C’è grande attesa per l’esito della riunione del comitato di politica monetaria, iniziata ieri alla Federal Reserve. In realtà, l’annuncio appare scontato. Salvo sorprese, i tassi d’interesse saliranno di un altro 0,75% al 3,25%. La prima economia mondiale batte i tempi e l’intensità della stretta monetaria globale contro l’inflazione. Ovunque, i prezzi al consumo corrono ai massimi da molti anni a questa parte, spesso tre o quattro decenni. Ma superato lo scoglio di questa sera (ore italiane), i mercati domani dovranno fare i conti con le decisioni di ben altre tre banche centrali: Svizzera, Regno Unito e Norvegia.

Praticamente, mezza Europa aggiornerà il costo del denaro. E in tutti i casi sono attesi aumenti.

Corsa mondiale ad alzare i tassi d’interesse

La Banca d’Inghilterra avrebbe dovuto riunirsi giorno 15, ma ha posticipato l’evento a seguito del periodo di lutto per la morte di Elisabetta II. Con ogni probabilità, varerà il più grande aumento dei tassi d’interesse negli ultimi 33 anni, cioè dello 0,75%. Sarebbe così in linea con le decisioni recenti sia della FED che della BCE, le due principali banche centrali del pianeta. Di 75 punti base sarebbe l’aumento in vista anche per la Banca Nazionale Svizzera, che ancora tiene i tassi d’interesse fissati al -0,25%. Dopodomani, il paese alpino dirà addio alla lunga era dei tassi negativi.

La Norvegia dovrebbe, invece, aumentare i suoi tassi di mezzo punto percentuale. Invece, un altro stato scandinavo ha già sorpreso al rialzo. Si tratta della Riksbank. L’istituto svedese ha aumentato i tassi d’interesse, addirittura, dell’1%. La Svezia si trova in una fase di transizione politica dopo la vittoria di misura del centro-destra alle elezioni politiche di domenica 11 settembre. La politica monetaria qui deve cercare di correre ai ripari contro un’inflazione che ad agosto ha sfiorato la doppia cifra.

Fine del denaro facile

La corsa al rialzo dei tassi d’interesse si sta rivelando più veloce di ogni previsione.
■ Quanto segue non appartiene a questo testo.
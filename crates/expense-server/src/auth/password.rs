use std::sync::OnceLock;

use argon2::password_hash::{PasswordHash, PasswordHasher, PasswordVerifier, SaltString};
use argon2::Argon2;
use rand::rngs::OsRng;

use crate::error::{AppError, AppResult};

pub fn hash_password(password: &str) -> AppResult<String> {
    let salt = SaltString::generate(&mut OsRng);
    Argon2::default()
        .hash_password(password.as_bytes(), &salt)
        .map(|hash| hash.to_string())
        .map_err(|e| AppError::Internal(format!("Failed to hash password: {e}")))
}

/// Argon2 verification compares digests in constant time.
pub fn verify_password(password: &str, hash: &str) -> AppResult<bool> {
    let parsed = PasswordHash::new(hash)
        .map_err(|e| AppError::Internal(format!("Stored password hash is malformed: {e}")))?;
    Ok(Argon2::default()
        .verify_password(password.as_bytes(), &parsed)
        .is_ok())
}

/// Spend the same effort as a real verification when no account matched, so an
/// unknown email cannot be told apart from a wrong password by timing.
pub fn verify_dummy(password: &str) {
    static DUMMY_HASH: OnceLock<Option<String>> = OnceLock::new();
    let dummy = DUMMY_HASH.get_or_init(|| hash_password("not-a-real-password").ok());
    if let Some(hash) = dummy {
        let _ = verify_password(password, hash);
    }
}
Nessuno avrebbe immaginato fino a qualche mese fa che le banche centrali avrebbero avvertito la necessità di superare i lunghi anni di politiche monetarie espansive per riaffermare il controllo dei prezzi al consumo. Certo, in termini reali i tassi restano profondamente negativi. Anzi, nel corso di questi mesi stanno continuando a scendere. Pensate che a gennaio i tassi BCE erano a zero, a fronte di un’inflazione nell’Eurozona al 5,1%. Oggi, stanno a 1,25% contro un’inflazione di agosto al 9,1%.
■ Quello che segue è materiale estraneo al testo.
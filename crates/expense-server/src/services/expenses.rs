use chrono::NaiveDate;
use rusqlite::{Connection, OptionalExtension};
use serde::Deserialize;
use serde_json::Value;
use uuid::Uuid;

use crate::db::{self, DbPool};
use crate::error::{AppError, AppResult};
use crate::models::{Decision, Expense, ExpenseStatus, EXPENSE_COLUMNS};
use crate::services::{non_blank, FieldErrors};

const DATE_FORMAT: &str = "%Y-%m-%d";

/// Raw expense fields as submitted. `amount` may be a JSON number or a numeric string.
#[derive(Debug, Default, Deserialize)]
#[serde(default)]
pub struct ExpenseSubmission {
    pub amount: Option<Value>,
    pub currency: Option<String>,
    pub category: Option<String>,
    pub description: Option<String>,
    pub date: Option<String>,
}

#[derive(Debug)]
struct ValidExpense {
    amount: f64,
    currency: String,
    category: String,
    description: String,
    date: String,
}

impl ExpenseSubmission {
    fn validate(&self) -> AppResult<ValidExpense> {
        let mut errors = FieldErrors::default();

        let amount = parse_amount(self.amount.as_ref());
        if amount.is_none() {
            errors.invalid("amount");
        }

        let currency = errors.required("currency", self.currency.as_deref()).to_uppercase();
        if !currency.is_empty()
            && !(currency.len() == 3 && currency.chars().all(|c| c.is_ascii_alphabetic()))
        {
            errors.invalid("currency");
        }

        let category = errors.required("category", self.category.as_deref());
        let description = errors.required("description", self.description.as_deref());

        let raw_date = errors.required("date", self.date.as_deref());
        let date = NaiveDate::parse_from_str(&raw_date, DATE_FORMAT).ok();
        if !raw_date.is_empty() && date.is_none() {
            errors.invalid("date");
        }

        errors.finish()?;
        match (amount, date) {
            (Some(amount), Some(date)) => Ok(ValidExpense {
                amount,
                currency,
                category,
                description,
                date: date.format(DATE_FORMAT).to_string(),
            }),
            _ => Err(AppError::Internal("Expense validation let an invalid field through".into())),
        }
    }
}

fn parse_amount(value: Option<&Value>) -> Option<f64> {
    let amount = match value? {
        Value::Number(n) => n.as_f64()?,
        Value::String(s) => s.trim().parse::<f64>().ok()?,
        _ => return None,
    };
    (amount.is_finite() && amount > 0.0).then_some(amount)
}

/// Record a new expense for `employee_id` in state `Pending`.
pub fn submit(pool: &DbPool, employee_id: &str, submission: &ExpenseSubmission) -> AppResult<Expense> {
    let valid = submission.validate()?;
    let conn = pool.get()?;
    let id = Uuid::new_v4().to_string();
    let now = db::timestamp();

    conn.execute(
        "INSERT INTO expenses (id, employee_id, amount, currency, category, description, date, status, created_at, updated_at)
         VALUES (?1, ?2, ?3, ?4, ?5, ?6, ?7, ?8, ?9, ?10)",
        rusqlite::params![
            id,
            employee_id,
            valid.amount,
            valid.currency,
            valid.category,
            valid.description,
            valid.date,
            ExpenseStatus::Pending,
            now,
            now
        ],
    )?;
    tracing::info!(expense_id = %id, employee_id, amount = valid.amount, "Expense submitted");

    find_expense(&conn, &id)?
        .ok_or_else(|| AppError::Internal(format!("Expense {id} vanished after insert")))
}

pub fn list_mine(pool: &DbPool, employee_id: &str) -> AppResult<Vec<Expense>> {
    let conn = pool.get()?;
    select_expenses(&conn, "e.employee_id = ?1", rusqlite::params![employee_id])
}

/// Pending expenses of the manager's direct reports.
pub fn list_pending(pool: &DbPool, manager_id: &str) -> AppResult<Vec<Expense>> {
    let conn = pool.get()?;
    select_expenses(
        &conn,
        "u.manager_id = ?1 AND e.status = 'Pending'",
        rusqlite::params![manager_id],
    )
}

/// Approved and rejected expenses of the manager's direct reports.
pub fn list_processed(pool: &DbPool, manager_id: &str) -> AppResult<Vec<Expense>> {
    let conn = pool.get()?;
    select_expenses(
        &conn,
        "u.manager_id = ?1 AND e.status IN ('Approved', 'Rejected')",
        rusqlite::params![manager_id],
    )
}

/// Move a pending expense to its terminal state on behalf of `manager_id`.
///
/// The write is a single conditional `UPDATE` guarded on `status = 'Pending'` and on
/// the reporting line, so of two racing decisions exactly one takes effect and the
/// other fails with `InvalidTransition`.
pub fn decide(
    pool: &DbPool,
    expense_id: &str,
    manager_id: &str,
    decision: Decision,
    comment: Option<String>,
) -> AppResult<Expense> {
    let conn = pool.get()?;
    let comment = non_blank(comment);

    let (status, owner) = decision_state(&conn, expense_id)?
        .ok_or_else(|| AppError::NotFound("Expense not found".into()))?;
    check_decidable(expense_id, manager_id, decision, status, owner.as_deref())?;

    let affected = conn.execute(
        "UPDATE expenses SET status = ?1, comments = ?2, updated_at = ?3
         WHERE id = ?4
           AND status = 'Pending'
           AND employee_id IN (SELECT id FROM users WHERE manager_id = ?5)",
        rusqlite::params![decision.outcome(), comment, db::timestamp(), expense_id, manager_id],
    )?;

    if affected == 0 {
        // Someone changed the row between our read and the update
        let (status, owner) = decision_state(&conn, expense_id)?
            .ok_or_else(|| AppError::NotFound("Expense not found".into()))?;
        check_decidable(expense_id, manager_id, decision, status, owner.as_deref())?;
        return Err(AppError::Internal(format!(
            "Decision on expense {expense_id} matched no row"
        )));
    }

    tracing::info!(
        expense_id,
        manager_id,
        status = %decision.outcome(),
        "Expense decided"
    );
    find_expense(&conn, expense_id)?.ok_or_else(|| AppError::NotFound("Expense not found".into()))
}

fn decision_state(
    conn: &Connection,
    expense_id: &str,
) -> AppResult<Option<(ExpenseStatus, Option<String>)>> {
    let state = conn
        .query_row(
            "SELECT e.status, u.manager_id FROM expenses e JOIN users u ON u.id = e.employee_id WHERE e.id = ?1",
            rusqlite::params![expense_id],
            |row| Ok((row.get(0)?, row.get(1)?)),
        )
        .optional()?;
    Ok(state)
}

fn check_decidable(
    expense_id: &str,
    manager_id: &str,
    decision: Decision,
    status: ExpenseStatus,
    owner: Option<&str>,
) -> AppResult<()> {
    if owner != Some(manager_id) {
        tracing::warn!(expense_id, manager_id, "Manager tried to decide a foreign expense");
        return Err(AppError::Forbidden(format!(
            "Not authorized to {} this expense",
            decision.verb()
        )));
    }
    if status.is_terminal() {
        return Err(AppError::InvalidTransition(status));
    }
    Ok(())
}

fn find_expense(conn: &Connection, expense_id: &str) -> AppResult<Option<Expense>> {
    let expense = conn
        .query_row(
            &format!(
                "SELECT {EXPENSE_COLUMNS} FROM expenses e JOIN users u ON u.id = e.employee_id WHERE e.id = ?1"
            ),
            rusqlite::params![expense_id],
            Expense::from_row,
        )
        .optional()?;
    Ok(expense)
}

fn select_expenses(
    conn: &Connection,
    filter: &str,
    params: impl rusqlite::Params,
) -> AppResult<Vec<Expense>> {
    let mut stmt = conn.prepare(&format!(
        "SELECT {EXPENSE_COLUMNS}
         FROM expenses e
         JOIN users u ON u.id = e.employee_id
         WHERE {filter}
         ORDER BY e.date DESC, e.created_at DESC"
    ))?;
    let rows = stmt.query_map(params, Expense::from_row)?;
    let expenses: Result<Vec<_>, _> = rows.collect();
    Ok(expenses?)
}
Sta di fatto, però, che il messaggio che i governatori stanno recapitando ai mercati è chiaro: è finita l’era del “denaro facile”. Nel decennio passato, le borse salivano e i rendimenti dei bond scendevano. E’ stata la pacchia per chiunque investisse. I tassi negativi infliggevano perdite alla scadenza, non se i bond venivano rivenduti a prezzi ancora più alti nei mesi successivi. Si era innescato un circolo vizioso di cui non si vedeva la fine, grazie alla bassa inflazione presso le economie avanzate.
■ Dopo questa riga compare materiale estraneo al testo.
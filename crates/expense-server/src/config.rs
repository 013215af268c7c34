use std::env;

use anyhow::Context;

const DEFAULT_SESSION_SECRET: &str = "change-me-to-a-random-32-char-string";

#[derive(Debug, Clone)]
pub struct Config {
    pub server_port: u16,
    pub sqlite_path: String,
    pub session_secret: String,
    pub session_ttl_minutes: i64,
    pub cors_origins: Vec<String>,
    pub secure_cookies: bool,
    pub auth_rate_limit: bool,
    pub admin: Option<AdminSeed>,
}

/// Credentials for the admin account created at startup.
#[derive(Debug, Clone)]
pub struct AdminSeed {
    pub name: String,
    pub email: String,
    pub password: String,
}

impl Config {
    pub fn from_env() -> anyhow::Result<Self> {
        let session_secret = env::var("SESSION_SECRET").unwrap_or_else(|_| {
            tracing::warn!("SESSION_SECRET not set, falling back to the development secret");
            DEFAULT_SESSION_SECRET.to_string()
        });

        let admin = match (env::var("ADMIN_EMAIL"), env::var("ADMIN_PASSWORD")) {
            (Ok(email), Ok(password)) => Some(AdminSeed {
                name: env::var("ADMIN_NAME").unwrap_or_else(|_| "Administrator".to_string()),
                email,
                password,
            }),
            _ => None,
        };

        Ok(Self {
            server_port: env::var("PORT")
                .unwrap_or_else(|_| "5000".to_string())
                .parse()
                .context("PORT must be a valid port number")?,
            sqlite_path: env::var("SQLITE_PATH")
                .unwrap_or_else(|_| "./data/expenses.db".to_string()),
            session_secret,
            session_ttl_minutes: env::var("SESSION_TTL_MINUTES")
                .unwrap_or_else(|_| "60".to_string())
                .parse()
                .context("SESSION_TTL_MINUTES must be a whole number of minutes")?,
            cors_origins: env::var("CORS_ORIGINS")
                .unwrap_or_else(|_| "http://localhost:5173,http://localhost:3000".to_string())
                .split(',')
                .map(|origin| origin.trim().to_string())
                .filter(|origin| !origin.is_empty())
                .collect(),
            secure_cookies: flag("SECURE_COOKIES", false),
            auth_rate_limit: flag("AUTH_RATE_LIMIT", true),
            admin,
        })
    }
}

fn flag(name: &str, default: bool) -> bool {
    env::var(name)
        .ok()
        .and_then(|v| v.parse().ok())
        .unwrap_or(default)
}
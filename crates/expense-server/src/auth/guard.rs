//! Per-request authorization.
//!
//! Every guarded handler names the [`Surface`] it belongs to. [`authorize`] matches
//! the caller's role against that surface exhaustively and hands back the [`Scope`]
//! the handler must bind into its queries.

use axum::extract::FromRequestParts;
use axum::http::request::Parts;

use crate::error::{AppError, AppResult};
use crate::models::{Identity, Role};

/// A family of endpoints sharing one authorization rule.
#[derive(Debug, Clone, Copy, PartialEq, Eq)]
pub enum Surface {
    Admin,
    EmployeeSelfService,
    ManagerReview,
}

/// The records a caller may touch on a surface.
#[derive(Debug, Clone, PartialEq, Eq)]
pub enum Scope {
    All,
    /// Expenses whose `employee_id` equals this id.
    OwnExpenses(String),
    /// Expenses of employees whose `manager_id` equals this id.
    DirectReports(String),
}

pub fn authorize(identity: &Identity, surface: Surface) -> AppResult<Scope> {
    let granted = match (identity.role, surface) {
        (Role::Admin, Surface::Admin) => Some(Scope::All),
        (Role::Employee, Surface::EmployeeSelfService) => {
            Some(Scope::OwnExpenses(identity.user_id.clone()))
        }
        (Role::Manager, Surface::ManagerReview) => {
            Some(Scope::DirectReports(identity.user_id.clone()))
        }
        (Role::Admin, Surface::EmployeeSelfService | Surface::ManagerReview)
        | (Role::Employee, Surface::Admin | Surface::ManagerReview)
        | (Role::Manager, Surface::Admin | Surface::EmployeeSelfService) => None,
    };

    granted.ok_or_else(|| {
        tracing::warn!(
            user_id = %identity.user_id,
            role = %identity.role,
            ?surface,
            "Denied access to surface"
        );
        AppError::Forbidden(match surface {
            Surface::Admin => "Admin access required".to_string(),
            Surface::EmployeeSelfService => "Employee access required".to_string(),
            Surface::ManagerReview => "Manager access required".to_string(),
        })
    })
}

/// Which login entry point admits which roles.
#[derive(Debug, Clone, Copy, PartialEq, Eq)]
pub enum LoginSurface {
    Admin,
    Staff,
}

impl LoginSurface {
    pub fn admits(&self, role: Role) -> bool {
        match (self, role) {
            (LoginSurface::Admin, Role::Admin) => true,
            (LoginSurface::Admin, Role::Manager | Role::Employee) => false,
            (LoginSurface::Staff, Role::Manager | Role::Employee) => true,
            (LoginSurface::Staff, Role::Admin) => false,
        }
    }
}

fn guard_parts(parts: &Parts, surface: Surface) -> AppResult<(Identity, Scope)> {
    let identity = parts
        .extensions
        .get::<Identity>()
        .cloned()
        .ok_or(AppError::Unauthenticated)?;
    let scope = authorize(&identity, surface)?;
    Ok((identity, scope))
}

/// Caller admitted to the admin surface.
#[derive(Debug, Clone)]
pub struct AdminCaller(pub Identity);

/// Caller admitted to employee self-service; carries the employee's own id.
#[derive(Debug, Clone)]
pub struct EmployeeCaller {
    pub identity: Identity,
    pub employee_id: String,
}

/// Caller admitted to manager review; carries the manager id that scopes queries.
#[derive(Debug, Clone)]
pub struct ManagerCaller {
    pub identity: Identity,
    pub manager_id: String,
}

impl<S: Send + Sync> FromRequestParts<S> for AdminCaller {
    type Rejection = AppError;

    async fn from_request_parts(parts: &mut Parts, _state: &S) -> Result<Self, Self::Rejection> {
        let (identity, _) = guard_parts(parts, Surface::Admin)?;
        Ok(Self(identity))
    }
}

impl<S: Send + Sync> FromRequestParts<S> for EmployeeCaller {
    type Rejection = AppError;

    async fn from_request_parts(parts: &mut Parts, _state: &S) -> Result<Self, Self::Rejection> {
        match guard_parts(parts, Surface::EmployeeSelfService)? {
            (identity, Scope::OwnExpenses(employee_id)) => Ok(Self { identity, employee_id }),
            _ => Err(AppError::Internal("Employee surface produced a foreign scope".into())),
        }
    }
}

impl<S: Send + Sync> FromRequestParts<S> for ManagerCaller {
    type Rejection = AppError;

    async fn from_request_parts(parts: &mut Parts, _state: &S) -> Result<Self, Self::Rejection> {
        match guard_parts(parts, Surface::ManagerReview)? {
            (identity, Scope::DirectReports(manager_id)) => Ok(Self { identity, manager_id }),
            _ => Err(AppError::Internal("Manager surface produced a foreign scope".into())),
        }
    }
}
Urge fermare la speculazione finanziaria

Tra pandemia prima e guerra dopo, l’inflazione è esplosa, trainata proprio dall’immenso flusso di liquidità venutosi a creare negli anni del denaro facile. Migliaia di miliardi di dollari pronti ad essere impiegati anche a scopo prettamente speculativo sul mercato delle materie prime, entrando nelle case dei consumatori sotto forma di boom dei prezzi. Le banche centrali hanno ritenuto, a torto, fino a un paio di mesi fa che il fenomeno si sarebbe sgonfiato da sé. Ma adesso che i tassi d’inflazione si avvicinano in molti casi alla soglia del 10% (superata nel Regno Unito a luglio), si vedono costrette a intervenire alzando i tassi d’interesse per rendere più costosa la stessa speculazione.

E, però, per un’era che si chiude, se ne apre un’altra caratterizzata da mille incognite. Riusciranno le banche centrali a riportare l’inflazione sotto controllo in tempi rapidi e senza provocare una grave recessione economica? Gli sconquassi finanziari saranno evitati o rischiamo un secondo 2008? Tassi d’interesse in rialzo già significano rate dei mutui più alte, cioè minore capacità di spesa per milioni di famiglie in Europa e Nord America. E impressiona la velocità con cui ciò sta avvenendo. Rincari anche del 30-40% in pochi mesi per pagare l’acquisto recente di un immobile. I governatori corrono a riparare i loro errori in estremo ritardo e a pagarne lo scotto è il solito noto.